**Description of the task:**
Pull every line that includes the word "AsyncClient" out of the data below and copy it.
= Beginning of Section =
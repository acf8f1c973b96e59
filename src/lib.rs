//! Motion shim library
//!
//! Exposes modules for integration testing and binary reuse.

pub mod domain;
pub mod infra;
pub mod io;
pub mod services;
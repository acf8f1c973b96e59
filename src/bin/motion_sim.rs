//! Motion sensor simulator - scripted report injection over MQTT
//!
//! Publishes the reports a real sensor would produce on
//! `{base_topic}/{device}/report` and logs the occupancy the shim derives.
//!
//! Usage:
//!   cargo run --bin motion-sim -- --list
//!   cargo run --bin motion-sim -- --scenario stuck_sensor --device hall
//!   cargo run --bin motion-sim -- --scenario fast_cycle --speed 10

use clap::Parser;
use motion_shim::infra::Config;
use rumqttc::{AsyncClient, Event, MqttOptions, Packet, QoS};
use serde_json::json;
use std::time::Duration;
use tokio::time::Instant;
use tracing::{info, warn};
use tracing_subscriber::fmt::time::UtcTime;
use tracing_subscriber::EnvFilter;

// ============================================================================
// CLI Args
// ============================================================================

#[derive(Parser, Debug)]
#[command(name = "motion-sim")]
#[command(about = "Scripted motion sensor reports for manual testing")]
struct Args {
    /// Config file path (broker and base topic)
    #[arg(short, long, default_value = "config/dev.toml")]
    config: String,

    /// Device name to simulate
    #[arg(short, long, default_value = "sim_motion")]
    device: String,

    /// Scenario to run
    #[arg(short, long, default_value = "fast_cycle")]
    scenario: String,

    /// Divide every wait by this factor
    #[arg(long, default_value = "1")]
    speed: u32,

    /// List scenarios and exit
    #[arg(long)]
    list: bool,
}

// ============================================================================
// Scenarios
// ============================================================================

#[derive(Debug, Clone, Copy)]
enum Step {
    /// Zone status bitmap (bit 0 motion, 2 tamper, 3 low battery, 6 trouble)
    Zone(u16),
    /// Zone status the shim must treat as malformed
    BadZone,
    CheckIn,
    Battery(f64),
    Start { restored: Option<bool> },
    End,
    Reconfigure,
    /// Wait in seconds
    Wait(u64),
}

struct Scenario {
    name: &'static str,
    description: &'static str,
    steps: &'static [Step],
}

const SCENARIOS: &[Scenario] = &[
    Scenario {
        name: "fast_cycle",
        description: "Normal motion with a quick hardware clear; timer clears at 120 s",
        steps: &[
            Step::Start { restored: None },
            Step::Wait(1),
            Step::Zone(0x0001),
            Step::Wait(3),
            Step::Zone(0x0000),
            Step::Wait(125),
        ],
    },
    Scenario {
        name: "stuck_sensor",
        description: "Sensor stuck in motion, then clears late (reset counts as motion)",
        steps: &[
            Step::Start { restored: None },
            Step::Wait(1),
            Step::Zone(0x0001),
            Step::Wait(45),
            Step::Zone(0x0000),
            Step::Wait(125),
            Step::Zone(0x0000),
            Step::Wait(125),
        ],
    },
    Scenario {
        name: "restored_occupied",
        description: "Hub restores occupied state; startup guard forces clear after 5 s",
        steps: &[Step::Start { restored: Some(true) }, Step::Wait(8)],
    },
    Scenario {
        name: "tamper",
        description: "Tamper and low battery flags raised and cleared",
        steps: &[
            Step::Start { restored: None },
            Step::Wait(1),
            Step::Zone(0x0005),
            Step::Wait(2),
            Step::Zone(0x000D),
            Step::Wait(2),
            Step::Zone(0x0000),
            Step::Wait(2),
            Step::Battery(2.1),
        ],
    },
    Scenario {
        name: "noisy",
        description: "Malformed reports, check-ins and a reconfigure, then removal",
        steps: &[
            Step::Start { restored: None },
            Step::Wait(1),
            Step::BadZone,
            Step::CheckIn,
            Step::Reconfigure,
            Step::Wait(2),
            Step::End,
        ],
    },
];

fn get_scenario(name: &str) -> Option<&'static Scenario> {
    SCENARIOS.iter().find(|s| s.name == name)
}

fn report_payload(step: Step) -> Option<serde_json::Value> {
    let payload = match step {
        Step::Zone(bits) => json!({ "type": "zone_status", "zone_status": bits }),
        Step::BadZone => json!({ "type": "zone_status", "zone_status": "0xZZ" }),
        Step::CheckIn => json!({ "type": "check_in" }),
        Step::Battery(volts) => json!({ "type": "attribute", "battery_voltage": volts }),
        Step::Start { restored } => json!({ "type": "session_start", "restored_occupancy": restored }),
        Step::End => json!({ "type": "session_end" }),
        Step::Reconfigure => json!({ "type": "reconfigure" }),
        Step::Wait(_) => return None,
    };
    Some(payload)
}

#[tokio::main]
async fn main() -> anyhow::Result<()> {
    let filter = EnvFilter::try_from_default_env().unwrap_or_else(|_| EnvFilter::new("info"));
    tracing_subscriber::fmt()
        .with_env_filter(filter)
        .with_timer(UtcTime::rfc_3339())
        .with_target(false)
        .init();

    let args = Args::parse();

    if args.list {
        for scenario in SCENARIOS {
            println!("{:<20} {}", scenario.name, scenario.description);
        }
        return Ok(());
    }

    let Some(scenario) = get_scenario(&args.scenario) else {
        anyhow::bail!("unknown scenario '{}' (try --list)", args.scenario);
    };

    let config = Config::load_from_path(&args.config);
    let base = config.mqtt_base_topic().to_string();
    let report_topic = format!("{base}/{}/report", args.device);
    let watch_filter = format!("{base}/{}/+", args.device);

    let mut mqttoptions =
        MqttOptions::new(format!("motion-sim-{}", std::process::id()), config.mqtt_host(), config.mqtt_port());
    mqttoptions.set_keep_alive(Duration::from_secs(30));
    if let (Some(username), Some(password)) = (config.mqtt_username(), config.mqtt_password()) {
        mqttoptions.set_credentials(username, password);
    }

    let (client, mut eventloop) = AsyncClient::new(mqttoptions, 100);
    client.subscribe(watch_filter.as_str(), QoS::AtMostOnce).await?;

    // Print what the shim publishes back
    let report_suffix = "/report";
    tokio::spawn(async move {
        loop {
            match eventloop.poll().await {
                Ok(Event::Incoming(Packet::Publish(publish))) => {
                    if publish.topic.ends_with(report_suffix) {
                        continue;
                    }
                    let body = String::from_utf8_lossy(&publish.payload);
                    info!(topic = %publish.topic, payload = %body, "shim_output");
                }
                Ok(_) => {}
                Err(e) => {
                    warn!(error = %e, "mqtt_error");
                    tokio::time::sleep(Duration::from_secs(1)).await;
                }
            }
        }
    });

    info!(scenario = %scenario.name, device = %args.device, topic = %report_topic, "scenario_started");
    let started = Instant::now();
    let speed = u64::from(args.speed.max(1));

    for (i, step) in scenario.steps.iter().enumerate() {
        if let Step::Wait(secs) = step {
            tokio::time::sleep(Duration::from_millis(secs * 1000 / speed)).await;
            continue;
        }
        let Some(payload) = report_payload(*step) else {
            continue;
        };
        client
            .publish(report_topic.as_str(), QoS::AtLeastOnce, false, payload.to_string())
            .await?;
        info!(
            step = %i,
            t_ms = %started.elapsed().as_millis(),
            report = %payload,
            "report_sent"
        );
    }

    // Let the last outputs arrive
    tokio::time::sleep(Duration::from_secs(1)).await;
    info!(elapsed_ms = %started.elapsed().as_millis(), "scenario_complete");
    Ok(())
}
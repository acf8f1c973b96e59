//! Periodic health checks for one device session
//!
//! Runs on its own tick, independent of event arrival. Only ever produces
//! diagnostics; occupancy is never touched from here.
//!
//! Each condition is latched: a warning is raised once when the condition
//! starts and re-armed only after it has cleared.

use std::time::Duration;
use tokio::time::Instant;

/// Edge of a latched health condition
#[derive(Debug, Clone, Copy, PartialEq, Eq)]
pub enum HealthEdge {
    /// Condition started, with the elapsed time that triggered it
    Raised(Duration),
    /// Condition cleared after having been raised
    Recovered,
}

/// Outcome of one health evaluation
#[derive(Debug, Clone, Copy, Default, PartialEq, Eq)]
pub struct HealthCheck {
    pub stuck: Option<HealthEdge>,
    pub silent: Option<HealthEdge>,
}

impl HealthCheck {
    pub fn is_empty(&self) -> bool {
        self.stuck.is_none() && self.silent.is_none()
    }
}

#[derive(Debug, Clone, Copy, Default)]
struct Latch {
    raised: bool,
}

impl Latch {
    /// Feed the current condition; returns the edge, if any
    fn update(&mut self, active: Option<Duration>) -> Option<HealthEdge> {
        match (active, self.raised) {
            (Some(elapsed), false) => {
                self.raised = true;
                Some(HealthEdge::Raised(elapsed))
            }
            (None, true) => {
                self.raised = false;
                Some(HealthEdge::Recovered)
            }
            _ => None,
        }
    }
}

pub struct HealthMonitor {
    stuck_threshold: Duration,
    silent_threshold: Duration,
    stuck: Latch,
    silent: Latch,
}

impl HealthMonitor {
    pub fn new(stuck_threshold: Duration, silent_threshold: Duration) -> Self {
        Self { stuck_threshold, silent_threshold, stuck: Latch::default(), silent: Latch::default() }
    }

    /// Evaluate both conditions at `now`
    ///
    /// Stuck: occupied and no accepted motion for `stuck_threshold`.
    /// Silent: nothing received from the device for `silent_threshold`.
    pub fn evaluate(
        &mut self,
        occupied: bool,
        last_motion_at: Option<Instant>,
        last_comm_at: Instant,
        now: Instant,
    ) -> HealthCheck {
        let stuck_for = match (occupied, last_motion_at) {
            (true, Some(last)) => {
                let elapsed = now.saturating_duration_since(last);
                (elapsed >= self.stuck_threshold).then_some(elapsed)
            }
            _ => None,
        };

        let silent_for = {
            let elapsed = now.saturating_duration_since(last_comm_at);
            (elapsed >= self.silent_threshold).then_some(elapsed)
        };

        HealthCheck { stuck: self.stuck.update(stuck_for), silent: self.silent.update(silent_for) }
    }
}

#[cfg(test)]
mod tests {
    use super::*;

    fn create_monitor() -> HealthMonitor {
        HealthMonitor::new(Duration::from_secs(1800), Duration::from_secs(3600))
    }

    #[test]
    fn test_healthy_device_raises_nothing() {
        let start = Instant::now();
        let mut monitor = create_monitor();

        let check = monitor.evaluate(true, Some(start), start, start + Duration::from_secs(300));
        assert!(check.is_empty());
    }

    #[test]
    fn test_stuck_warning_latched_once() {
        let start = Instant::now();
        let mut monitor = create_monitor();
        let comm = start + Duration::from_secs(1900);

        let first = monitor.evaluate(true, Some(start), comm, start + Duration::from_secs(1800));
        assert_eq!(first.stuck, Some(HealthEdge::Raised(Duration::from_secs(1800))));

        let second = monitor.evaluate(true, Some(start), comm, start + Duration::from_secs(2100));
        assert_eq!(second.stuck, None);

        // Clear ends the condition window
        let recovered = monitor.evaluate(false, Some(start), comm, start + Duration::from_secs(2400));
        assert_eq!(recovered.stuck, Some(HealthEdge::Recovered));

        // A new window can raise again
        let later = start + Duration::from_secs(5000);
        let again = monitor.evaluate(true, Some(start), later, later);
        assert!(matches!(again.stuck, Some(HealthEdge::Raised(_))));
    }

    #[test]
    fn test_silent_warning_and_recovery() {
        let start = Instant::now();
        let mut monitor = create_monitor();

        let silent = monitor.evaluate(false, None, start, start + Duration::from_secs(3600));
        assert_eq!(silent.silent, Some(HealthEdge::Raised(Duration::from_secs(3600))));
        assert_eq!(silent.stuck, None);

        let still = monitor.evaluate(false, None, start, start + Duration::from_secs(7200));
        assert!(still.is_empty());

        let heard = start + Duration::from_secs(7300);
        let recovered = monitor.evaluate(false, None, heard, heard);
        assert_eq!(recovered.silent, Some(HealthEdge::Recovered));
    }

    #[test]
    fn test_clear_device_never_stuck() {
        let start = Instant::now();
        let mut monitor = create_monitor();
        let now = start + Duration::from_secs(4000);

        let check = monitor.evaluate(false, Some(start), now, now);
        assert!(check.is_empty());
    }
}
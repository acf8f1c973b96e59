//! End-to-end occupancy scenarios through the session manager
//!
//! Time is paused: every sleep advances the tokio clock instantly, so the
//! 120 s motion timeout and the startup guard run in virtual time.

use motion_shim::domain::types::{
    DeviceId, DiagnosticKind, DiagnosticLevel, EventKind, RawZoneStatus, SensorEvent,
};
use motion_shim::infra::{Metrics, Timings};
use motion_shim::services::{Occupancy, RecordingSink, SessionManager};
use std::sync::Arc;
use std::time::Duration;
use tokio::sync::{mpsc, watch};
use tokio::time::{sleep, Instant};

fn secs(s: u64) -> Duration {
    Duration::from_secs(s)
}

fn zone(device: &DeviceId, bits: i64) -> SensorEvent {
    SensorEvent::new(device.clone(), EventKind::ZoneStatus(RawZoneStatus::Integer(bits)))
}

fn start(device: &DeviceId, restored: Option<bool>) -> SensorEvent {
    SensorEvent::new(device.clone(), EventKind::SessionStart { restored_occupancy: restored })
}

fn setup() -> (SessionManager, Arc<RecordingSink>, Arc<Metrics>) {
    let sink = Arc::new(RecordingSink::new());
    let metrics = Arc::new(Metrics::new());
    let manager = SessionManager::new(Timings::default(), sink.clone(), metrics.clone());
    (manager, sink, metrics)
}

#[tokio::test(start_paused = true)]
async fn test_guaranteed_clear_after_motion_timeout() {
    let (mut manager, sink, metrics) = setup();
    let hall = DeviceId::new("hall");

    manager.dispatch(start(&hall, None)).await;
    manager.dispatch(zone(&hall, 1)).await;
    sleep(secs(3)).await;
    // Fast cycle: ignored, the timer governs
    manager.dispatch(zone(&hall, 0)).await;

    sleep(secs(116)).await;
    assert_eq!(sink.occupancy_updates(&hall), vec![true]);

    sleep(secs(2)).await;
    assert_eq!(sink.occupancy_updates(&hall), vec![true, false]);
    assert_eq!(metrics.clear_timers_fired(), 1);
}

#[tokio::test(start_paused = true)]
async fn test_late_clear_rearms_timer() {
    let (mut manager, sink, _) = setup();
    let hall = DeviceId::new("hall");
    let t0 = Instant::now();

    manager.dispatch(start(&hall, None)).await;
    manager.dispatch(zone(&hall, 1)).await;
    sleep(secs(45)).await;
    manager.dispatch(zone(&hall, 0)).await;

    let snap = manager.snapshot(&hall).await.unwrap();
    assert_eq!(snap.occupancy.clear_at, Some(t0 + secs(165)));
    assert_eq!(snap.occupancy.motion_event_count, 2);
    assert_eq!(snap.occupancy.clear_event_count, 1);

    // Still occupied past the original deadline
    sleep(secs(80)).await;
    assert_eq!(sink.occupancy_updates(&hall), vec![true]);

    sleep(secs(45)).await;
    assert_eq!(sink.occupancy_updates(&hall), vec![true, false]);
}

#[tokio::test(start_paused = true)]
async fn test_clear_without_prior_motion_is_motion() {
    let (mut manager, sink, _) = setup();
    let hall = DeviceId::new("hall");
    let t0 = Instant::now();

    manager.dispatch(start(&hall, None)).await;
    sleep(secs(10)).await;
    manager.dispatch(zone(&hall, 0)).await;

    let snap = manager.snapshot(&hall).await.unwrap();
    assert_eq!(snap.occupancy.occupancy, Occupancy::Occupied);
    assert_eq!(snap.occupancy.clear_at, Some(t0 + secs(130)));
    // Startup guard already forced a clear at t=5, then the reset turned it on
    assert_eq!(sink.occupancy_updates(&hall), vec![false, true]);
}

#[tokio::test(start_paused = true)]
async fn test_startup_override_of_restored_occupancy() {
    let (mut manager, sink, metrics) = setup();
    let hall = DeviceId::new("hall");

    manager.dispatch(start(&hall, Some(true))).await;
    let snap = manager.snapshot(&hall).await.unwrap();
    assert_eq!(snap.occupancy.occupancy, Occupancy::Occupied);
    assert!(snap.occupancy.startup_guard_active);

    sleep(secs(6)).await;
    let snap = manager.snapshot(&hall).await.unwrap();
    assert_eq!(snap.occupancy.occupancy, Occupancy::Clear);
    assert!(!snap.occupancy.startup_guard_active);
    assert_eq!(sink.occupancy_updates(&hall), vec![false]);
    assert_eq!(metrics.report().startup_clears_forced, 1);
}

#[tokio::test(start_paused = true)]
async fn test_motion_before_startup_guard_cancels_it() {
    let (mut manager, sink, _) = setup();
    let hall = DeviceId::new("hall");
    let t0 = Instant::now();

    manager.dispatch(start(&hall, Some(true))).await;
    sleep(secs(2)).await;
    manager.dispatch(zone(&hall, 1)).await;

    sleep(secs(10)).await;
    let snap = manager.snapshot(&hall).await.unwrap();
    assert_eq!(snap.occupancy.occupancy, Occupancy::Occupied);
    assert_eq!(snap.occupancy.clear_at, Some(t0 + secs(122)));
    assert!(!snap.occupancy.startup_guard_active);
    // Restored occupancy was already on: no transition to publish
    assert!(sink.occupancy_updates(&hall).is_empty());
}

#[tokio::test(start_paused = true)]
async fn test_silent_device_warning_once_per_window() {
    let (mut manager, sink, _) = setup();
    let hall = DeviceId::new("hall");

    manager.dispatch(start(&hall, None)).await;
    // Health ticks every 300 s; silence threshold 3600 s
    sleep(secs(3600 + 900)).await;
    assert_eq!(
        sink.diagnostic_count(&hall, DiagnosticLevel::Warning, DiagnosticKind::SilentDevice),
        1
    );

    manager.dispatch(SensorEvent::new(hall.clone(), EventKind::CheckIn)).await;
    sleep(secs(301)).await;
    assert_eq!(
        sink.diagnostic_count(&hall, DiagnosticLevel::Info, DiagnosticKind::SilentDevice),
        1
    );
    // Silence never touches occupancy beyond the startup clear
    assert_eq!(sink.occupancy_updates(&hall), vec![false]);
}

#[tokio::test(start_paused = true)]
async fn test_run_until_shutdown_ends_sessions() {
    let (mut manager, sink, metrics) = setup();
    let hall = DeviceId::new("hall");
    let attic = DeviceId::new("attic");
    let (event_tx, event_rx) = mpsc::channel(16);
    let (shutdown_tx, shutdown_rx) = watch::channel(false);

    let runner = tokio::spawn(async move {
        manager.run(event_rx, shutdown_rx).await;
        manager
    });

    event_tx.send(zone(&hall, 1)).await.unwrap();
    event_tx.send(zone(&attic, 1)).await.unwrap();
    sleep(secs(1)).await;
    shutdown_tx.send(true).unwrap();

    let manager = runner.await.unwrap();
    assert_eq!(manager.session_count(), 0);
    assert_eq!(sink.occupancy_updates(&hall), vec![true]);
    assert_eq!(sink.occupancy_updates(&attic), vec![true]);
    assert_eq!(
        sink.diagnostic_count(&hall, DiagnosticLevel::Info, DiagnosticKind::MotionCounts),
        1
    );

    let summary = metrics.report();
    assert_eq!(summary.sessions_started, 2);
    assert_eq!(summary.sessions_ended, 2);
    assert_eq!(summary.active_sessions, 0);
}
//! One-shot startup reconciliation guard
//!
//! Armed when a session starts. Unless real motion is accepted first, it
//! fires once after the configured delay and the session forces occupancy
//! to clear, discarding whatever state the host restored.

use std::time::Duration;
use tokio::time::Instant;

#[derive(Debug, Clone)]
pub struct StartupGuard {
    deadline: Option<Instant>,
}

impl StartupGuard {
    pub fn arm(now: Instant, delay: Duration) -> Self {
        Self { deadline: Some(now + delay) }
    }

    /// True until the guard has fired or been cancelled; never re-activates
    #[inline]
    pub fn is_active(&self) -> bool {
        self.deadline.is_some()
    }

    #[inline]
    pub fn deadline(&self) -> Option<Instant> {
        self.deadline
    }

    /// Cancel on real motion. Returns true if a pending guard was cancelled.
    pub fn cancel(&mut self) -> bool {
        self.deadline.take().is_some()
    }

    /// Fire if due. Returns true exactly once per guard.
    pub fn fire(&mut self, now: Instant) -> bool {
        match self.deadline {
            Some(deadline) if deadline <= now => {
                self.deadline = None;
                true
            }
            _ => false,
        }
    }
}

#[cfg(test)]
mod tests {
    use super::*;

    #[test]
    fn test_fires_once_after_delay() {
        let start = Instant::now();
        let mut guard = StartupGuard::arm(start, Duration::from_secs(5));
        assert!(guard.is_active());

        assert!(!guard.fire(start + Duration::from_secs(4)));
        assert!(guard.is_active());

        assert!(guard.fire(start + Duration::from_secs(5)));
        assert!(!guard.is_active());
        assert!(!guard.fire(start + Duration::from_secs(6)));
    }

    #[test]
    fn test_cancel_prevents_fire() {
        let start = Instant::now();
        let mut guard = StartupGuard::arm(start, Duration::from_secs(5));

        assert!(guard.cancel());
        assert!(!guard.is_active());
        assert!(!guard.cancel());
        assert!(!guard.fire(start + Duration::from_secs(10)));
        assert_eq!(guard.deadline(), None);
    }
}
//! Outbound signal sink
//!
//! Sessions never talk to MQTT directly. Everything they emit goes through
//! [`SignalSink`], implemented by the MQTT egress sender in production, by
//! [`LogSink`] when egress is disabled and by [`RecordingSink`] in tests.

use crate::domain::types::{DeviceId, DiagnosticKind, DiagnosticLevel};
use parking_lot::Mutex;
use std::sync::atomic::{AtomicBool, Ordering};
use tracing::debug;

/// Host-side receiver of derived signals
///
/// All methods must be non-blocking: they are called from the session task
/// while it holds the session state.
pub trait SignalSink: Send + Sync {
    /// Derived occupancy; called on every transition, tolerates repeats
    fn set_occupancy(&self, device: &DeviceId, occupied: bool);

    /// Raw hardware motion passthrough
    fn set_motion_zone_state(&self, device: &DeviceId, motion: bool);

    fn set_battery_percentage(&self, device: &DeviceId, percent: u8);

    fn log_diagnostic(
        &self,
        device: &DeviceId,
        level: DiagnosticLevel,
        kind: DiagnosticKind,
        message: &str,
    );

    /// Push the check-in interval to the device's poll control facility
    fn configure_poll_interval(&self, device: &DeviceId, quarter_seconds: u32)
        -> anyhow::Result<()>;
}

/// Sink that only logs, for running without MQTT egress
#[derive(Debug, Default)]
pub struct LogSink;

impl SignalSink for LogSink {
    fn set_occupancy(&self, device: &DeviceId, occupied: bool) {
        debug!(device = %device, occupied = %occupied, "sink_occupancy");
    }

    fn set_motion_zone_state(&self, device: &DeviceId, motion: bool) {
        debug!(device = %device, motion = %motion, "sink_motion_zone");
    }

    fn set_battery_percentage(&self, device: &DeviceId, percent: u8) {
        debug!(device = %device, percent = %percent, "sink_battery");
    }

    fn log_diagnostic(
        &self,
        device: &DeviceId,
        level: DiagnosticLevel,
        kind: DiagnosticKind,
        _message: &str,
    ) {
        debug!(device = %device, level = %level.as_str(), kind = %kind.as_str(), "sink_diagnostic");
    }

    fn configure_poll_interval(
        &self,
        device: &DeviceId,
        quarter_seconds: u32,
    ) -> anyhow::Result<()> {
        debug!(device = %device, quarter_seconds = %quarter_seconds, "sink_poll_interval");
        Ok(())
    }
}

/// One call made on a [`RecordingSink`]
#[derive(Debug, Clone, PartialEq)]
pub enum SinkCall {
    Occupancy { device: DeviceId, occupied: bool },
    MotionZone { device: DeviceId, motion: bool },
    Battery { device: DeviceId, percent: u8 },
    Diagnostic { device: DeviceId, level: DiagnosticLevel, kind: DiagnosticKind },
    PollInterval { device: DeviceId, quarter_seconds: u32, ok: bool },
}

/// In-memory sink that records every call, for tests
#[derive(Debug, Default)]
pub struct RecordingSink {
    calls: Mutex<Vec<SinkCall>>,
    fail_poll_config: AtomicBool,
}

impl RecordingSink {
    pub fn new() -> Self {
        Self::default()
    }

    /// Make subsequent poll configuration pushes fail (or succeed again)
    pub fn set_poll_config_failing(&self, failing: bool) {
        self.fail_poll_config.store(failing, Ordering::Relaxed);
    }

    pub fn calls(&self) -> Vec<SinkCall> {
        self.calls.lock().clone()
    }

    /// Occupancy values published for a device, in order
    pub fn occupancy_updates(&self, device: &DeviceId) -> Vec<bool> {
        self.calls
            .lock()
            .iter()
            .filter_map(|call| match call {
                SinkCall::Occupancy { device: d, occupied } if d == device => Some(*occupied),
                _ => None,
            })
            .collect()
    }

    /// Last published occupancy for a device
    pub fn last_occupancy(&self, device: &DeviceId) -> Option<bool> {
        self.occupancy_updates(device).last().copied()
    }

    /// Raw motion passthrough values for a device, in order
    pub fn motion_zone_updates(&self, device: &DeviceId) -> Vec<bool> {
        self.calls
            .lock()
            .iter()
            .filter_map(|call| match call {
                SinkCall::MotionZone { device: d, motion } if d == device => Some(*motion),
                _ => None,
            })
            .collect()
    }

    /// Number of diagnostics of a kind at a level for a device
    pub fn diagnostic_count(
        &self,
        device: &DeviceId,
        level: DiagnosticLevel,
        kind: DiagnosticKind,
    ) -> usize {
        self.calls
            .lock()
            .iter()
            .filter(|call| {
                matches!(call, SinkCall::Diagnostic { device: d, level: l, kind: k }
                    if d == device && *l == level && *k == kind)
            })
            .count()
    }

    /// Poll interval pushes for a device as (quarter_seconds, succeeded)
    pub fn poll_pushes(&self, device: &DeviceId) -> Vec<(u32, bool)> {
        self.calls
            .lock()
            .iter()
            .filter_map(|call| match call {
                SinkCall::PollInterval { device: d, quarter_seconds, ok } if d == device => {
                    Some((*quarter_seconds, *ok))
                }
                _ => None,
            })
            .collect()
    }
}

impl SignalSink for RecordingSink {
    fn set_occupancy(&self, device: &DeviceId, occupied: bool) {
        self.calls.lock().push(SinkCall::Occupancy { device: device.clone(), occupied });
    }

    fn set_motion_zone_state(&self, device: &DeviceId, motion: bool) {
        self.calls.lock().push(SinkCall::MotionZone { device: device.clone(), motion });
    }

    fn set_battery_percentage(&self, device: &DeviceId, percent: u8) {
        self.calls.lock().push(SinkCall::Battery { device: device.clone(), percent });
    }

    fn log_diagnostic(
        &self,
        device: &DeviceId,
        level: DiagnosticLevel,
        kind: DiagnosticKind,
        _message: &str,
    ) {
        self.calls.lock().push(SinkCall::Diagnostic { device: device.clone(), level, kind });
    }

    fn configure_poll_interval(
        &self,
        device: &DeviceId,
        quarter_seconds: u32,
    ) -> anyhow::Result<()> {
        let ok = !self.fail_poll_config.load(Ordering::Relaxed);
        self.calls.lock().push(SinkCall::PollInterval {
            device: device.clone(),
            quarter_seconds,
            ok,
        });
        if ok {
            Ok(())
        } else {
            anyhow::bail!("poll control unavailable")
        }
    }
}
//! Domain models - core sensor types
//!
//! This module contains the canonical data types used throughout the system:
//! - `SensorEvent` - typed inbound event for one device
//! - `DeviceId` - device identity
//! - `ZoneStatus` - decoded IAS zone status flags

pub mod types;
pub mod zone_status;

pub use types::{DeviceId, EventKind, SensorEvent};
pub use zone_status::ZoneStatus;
= End of Section =
**Finished exercise:**
use rumqttc::{AsyncClient, Event, MqttOptions, Packet, QoS};
    let (client, mut eventloop) = AsyncClient::new(mqttoptions, 100);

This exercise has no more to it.